What this task involves:
Reproduce the material that follows, please, but only from its first line to the line containing "(None, Some(path)) =>", inclusive.
[Exercise material — start]
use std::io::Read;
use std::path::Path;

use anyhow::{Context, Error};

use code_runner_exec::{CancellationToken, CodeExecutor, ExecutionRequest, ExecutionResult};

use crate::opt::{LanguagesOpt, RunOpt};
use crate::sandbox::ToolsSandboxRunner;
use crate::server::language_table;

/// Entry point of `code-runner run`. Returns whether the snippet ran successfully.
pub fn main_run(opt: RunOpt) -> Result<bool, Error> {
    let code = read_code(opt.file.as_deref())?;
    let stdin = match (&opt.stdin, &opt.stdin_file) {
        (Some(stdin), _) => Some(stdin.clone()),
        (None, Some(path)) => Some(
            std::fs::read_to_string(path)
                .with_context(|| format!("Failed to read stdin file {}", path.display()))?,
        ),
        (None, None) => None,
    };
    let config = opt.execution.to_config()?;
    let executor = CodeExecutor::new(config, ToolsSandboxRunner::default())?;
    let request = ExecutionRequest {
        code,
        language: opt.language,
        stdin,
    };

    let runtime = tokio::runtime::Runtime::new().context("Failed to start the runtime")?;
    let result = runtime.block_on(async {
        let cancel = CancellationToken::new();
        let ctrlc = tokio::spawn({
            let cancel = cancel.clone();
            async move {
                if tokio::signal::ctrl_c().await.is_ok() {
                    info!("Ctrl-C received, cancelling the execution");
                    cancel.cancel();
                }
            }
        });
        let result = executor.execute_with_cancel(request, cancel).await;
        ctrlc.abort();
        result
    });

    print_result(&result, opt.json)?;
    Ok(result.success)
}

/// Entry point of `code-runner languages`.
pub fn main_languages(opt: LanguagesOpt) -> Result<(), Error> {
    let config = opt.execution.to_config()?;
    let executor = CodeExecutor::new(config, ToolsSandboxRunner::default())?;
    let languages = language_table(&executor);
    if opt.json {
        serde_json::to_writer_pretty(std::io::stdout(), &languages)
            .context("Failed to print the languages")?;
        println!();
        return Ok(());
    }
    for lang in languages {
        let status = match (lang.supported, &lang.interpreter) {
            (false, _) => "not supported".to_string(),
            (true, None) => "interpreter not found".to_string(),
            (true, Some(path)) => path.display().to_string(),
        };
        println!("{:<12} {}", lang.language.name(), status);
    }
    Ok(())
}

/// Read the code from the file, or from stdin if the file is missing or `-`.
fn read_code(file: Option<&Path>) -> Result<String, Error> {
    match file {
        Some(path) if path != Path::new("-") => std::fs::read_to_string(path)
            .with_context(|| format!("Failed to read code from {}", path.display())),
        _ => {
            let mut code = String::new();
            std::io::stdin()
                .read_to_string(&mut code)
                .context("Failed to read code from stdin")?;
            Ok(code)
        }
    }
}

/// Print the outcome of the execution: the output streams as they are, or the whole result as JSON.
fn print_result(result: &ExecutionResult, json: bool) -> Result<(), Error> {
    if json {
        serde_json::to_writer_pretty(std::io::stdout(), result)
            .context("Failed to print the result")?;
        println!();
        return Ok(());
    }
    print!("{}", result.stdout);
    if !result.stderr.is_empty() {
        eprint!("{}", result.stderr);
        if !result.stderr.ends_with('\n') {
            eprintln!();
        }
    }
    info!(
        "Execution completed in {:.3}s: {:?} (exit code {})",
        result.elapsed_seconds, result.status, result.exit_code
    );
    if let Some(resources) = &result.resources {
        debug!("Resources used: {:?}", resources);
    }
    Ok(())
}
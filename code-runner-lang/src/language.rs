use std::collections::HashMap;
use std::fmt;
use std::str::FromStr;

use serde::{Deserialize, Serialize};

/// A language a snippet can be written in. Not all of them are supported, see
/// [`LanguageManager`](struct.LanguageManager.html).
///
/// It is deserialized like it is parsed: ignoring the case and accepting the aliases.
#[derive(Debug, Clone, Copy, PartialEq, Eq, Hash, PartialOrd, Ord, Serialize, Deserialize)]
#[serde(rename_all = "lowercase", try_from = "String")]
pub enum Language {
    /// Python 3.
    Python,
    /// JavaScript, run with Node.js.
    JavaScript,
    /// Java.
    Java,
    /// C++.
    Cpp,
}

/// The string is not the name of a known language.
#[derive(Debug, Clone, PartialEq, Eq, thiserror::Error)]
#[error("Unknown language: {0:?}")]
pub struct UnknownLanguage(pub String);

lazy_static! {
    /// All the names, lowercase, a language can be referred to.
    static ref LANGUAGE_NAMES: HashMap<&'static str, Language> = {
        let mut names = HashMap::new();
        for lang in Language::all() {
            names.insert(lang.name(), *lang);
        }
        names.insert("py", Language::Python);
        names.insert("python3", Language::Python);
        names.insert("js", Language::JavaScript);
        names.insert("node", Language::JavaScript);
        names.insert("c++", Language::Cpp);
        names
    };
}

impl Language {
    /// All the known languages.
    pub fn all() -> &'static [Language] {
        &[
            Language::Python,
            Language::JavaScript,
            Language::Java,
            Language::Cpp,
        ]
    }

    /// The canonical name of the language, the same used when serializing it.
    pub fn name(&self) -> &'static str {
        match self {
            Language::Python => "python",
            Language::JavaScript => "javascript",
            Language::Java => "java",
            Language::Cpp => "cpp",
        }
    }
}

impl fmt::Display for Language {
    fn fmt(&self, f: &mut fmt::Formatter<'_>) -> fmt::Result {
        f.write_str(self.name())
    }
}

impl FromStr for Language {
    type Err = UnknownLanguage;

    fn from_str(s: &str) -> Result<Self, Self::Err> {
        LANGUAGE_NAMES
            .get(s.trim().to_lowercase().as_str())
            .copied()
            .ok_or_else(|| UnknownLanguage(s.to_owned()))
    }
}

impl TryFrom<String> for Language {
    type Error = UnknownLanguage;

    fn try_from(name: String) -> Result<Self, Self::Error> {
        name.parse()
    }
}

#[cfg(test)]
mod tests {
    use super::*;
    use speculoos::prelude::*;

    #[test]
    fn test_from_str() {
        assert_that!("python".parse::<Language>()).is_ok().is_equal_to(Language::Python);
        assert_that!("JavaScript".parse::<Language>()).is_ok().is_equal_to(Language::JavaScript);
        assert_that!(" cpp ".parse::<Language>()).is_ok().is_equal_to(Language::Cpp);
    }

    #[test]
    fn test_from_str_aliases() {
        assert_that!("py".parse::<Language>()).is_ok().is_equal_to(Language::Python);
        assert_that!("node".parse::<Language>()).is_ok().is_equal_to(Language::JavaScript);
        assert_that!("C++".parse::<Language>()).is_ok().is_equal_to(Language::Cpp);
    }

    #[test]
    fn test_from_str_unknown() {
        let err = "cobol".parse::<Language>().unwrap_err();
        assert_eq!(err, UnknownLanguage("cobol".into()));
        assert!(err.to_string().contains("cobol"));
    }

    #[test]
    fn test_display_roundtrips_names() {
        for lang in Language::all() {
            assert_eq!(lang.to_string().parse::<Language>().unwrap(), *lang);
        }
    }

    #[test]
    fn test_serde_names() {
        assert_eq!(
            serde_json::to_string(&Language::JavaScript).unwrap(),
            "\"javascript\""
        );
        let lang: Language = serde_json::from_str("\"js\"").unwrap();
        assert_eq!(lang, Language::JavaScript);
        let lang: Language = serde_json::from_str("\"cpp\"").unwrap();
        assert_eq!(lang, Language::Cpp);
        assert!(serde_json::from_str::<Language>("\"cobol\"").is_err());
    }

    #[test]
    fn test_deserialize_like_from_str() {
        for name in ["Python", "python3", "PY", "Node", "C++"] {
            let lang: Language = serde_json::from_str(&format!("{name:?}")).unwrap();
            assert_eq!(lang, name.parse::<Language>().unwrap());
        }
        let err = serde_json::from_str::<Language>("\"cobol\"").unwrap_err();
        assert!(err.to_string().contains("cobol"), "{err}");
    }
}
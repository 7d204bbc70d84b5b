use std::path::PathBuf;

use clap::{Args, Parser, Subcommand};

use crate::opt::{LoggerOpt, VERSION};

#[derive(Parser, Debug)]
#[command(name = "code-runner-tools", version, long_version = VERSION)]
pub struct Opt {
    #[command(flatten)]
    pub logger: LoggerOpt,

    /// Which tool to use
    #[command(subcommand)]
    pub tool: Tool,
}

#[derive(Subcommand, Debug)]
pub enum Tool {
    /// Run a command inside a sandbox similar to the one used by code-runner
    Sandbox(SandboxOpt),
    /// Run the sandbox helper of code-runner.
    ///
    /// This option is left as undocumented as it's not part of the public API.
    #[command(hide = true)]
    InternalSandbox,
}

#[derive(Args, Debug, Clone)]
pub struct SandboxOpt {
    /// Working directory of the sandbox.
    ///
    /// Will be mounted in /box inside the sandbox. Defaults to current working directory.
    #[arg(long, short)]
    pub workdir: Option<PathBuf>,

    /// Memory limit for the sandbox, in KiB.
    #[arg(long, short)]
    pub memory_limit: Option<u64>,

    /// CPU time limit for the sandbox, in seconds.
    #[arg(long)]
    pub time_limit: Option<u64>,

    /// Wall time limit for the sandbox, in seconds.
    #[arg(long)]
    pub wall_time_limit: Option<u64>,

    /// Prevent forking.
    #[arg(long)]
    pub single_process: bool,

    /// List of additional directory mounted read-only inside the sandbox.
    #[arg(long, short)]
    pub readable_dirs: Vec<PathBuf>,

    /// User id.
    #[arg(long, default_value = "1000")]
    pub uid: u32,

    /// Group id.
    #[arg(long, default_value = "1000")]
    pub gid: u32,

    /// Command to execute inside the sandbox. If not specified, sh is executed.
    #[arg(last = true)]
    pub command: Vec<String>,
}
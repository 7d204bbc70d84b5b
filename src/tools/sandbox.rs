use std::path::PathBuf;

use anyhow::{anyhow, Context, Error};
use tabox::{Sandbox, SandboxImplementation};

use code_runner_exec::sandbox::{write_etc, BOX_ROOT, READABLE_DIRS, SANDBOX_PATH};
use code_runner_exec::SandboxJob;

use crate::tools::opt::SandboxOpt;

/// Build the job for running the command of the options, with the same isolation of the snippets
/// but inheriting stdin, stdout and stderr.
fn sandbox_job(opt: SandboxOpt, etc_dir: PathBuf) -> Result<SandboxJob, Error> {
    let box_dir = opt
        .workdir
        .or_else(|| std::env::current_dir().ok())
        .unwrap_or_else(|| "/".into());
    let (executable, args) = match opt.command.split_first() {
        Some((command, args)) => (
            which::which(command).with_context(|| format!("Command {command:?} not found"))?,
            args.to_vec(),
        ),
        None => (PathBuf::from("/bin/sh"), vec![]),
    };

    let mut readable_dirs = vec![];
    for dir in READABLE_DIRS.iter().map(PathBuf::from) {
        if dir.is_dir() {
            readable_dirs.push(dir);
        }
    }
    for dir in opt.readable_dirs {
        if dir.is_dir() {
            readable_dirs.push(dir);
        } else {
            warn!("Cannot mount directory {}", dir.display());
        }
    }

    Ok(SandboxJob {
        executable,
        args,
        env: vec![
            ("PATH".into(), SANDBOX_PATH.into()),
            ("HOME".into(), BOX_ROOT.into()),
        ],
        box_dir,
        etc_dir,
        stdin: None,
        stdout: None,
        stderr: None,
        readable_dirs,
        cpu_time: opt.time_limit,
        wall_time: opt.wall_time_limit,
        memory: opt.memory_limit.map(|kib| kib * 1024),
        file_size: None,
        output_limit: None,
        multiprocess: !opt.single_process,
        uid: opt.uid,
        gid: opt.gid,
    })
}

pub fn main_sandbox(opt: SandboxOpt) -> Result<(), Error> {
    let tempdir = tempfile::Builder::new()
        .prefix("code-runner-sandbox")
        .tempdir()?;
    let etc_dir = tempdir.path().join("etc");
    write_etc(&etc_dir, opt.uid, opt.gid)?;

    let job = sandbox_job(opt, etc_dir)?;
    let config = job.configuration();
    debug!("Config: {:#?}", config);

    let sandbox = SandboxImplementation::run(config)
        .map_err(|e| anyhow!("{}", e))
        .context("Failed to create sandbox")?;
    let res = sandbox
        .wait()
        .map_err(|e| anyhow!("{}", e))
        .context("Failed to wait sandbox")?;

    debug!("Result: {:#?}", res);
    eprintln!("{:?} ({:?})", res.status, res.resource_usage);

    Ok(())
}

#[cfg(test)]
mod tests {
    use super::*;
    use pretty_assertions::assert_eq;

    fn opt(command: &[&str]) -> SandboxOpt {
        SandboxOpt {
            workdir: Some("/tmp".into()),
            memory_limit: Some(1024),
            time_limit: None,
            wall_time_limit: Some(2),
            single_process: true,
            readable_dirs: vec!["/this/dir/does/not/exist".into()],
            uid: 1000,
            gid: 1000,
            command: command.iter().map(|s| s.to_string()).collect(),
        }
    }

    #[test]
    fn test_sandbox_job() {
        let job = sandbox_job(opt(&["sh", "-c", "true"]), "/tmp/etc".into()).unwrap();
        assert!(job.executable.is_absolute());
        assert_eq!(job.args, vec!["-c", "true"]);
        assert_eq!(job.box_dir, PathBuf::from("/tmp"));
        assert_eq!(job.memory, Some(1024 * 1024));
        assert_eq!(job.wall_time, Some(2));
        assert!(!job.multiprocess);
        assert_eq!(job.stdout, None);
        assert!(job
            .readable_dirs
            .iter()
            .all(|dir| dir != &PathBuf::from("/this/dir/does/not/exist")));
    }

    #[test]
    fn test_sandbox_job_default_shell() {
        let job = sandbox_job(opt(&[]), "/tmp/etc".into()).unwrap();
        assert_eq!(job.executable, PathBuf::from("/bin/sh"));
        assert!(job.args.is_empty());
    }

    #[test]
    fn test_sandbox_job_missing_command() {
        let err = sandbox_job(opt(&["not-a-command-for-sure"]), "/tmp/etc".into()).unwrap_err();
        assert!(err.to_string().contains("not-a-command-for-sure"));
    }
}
[Exercise material — finish]
Response:
use std::io::Read;
use std::path::Path;

use anyhow::{Context, Error};

use code_runner_exec::{CancellationToken, CodeExecutor, ExecutionRequest, ExecutionResult};

use crate::opt::{LanguagesOpt, RunOpt};
use crate::sandbox::ToolsSandboxRunner;
use crate::server::language_table;

/// Entry point of `code-runner run`. Returns whether the snippet ran successfully.
pub fn main_run(opt: RunOpt) -> Result<bool, Error> {
    let code = read_code(opt.file.as_deref())?;
    let stdin = match (&opt.stdin, &opt.stdin_file) {
        (Some(stdin), _) => Some(stdin.clone()),
        (None, Some(path)) => Some(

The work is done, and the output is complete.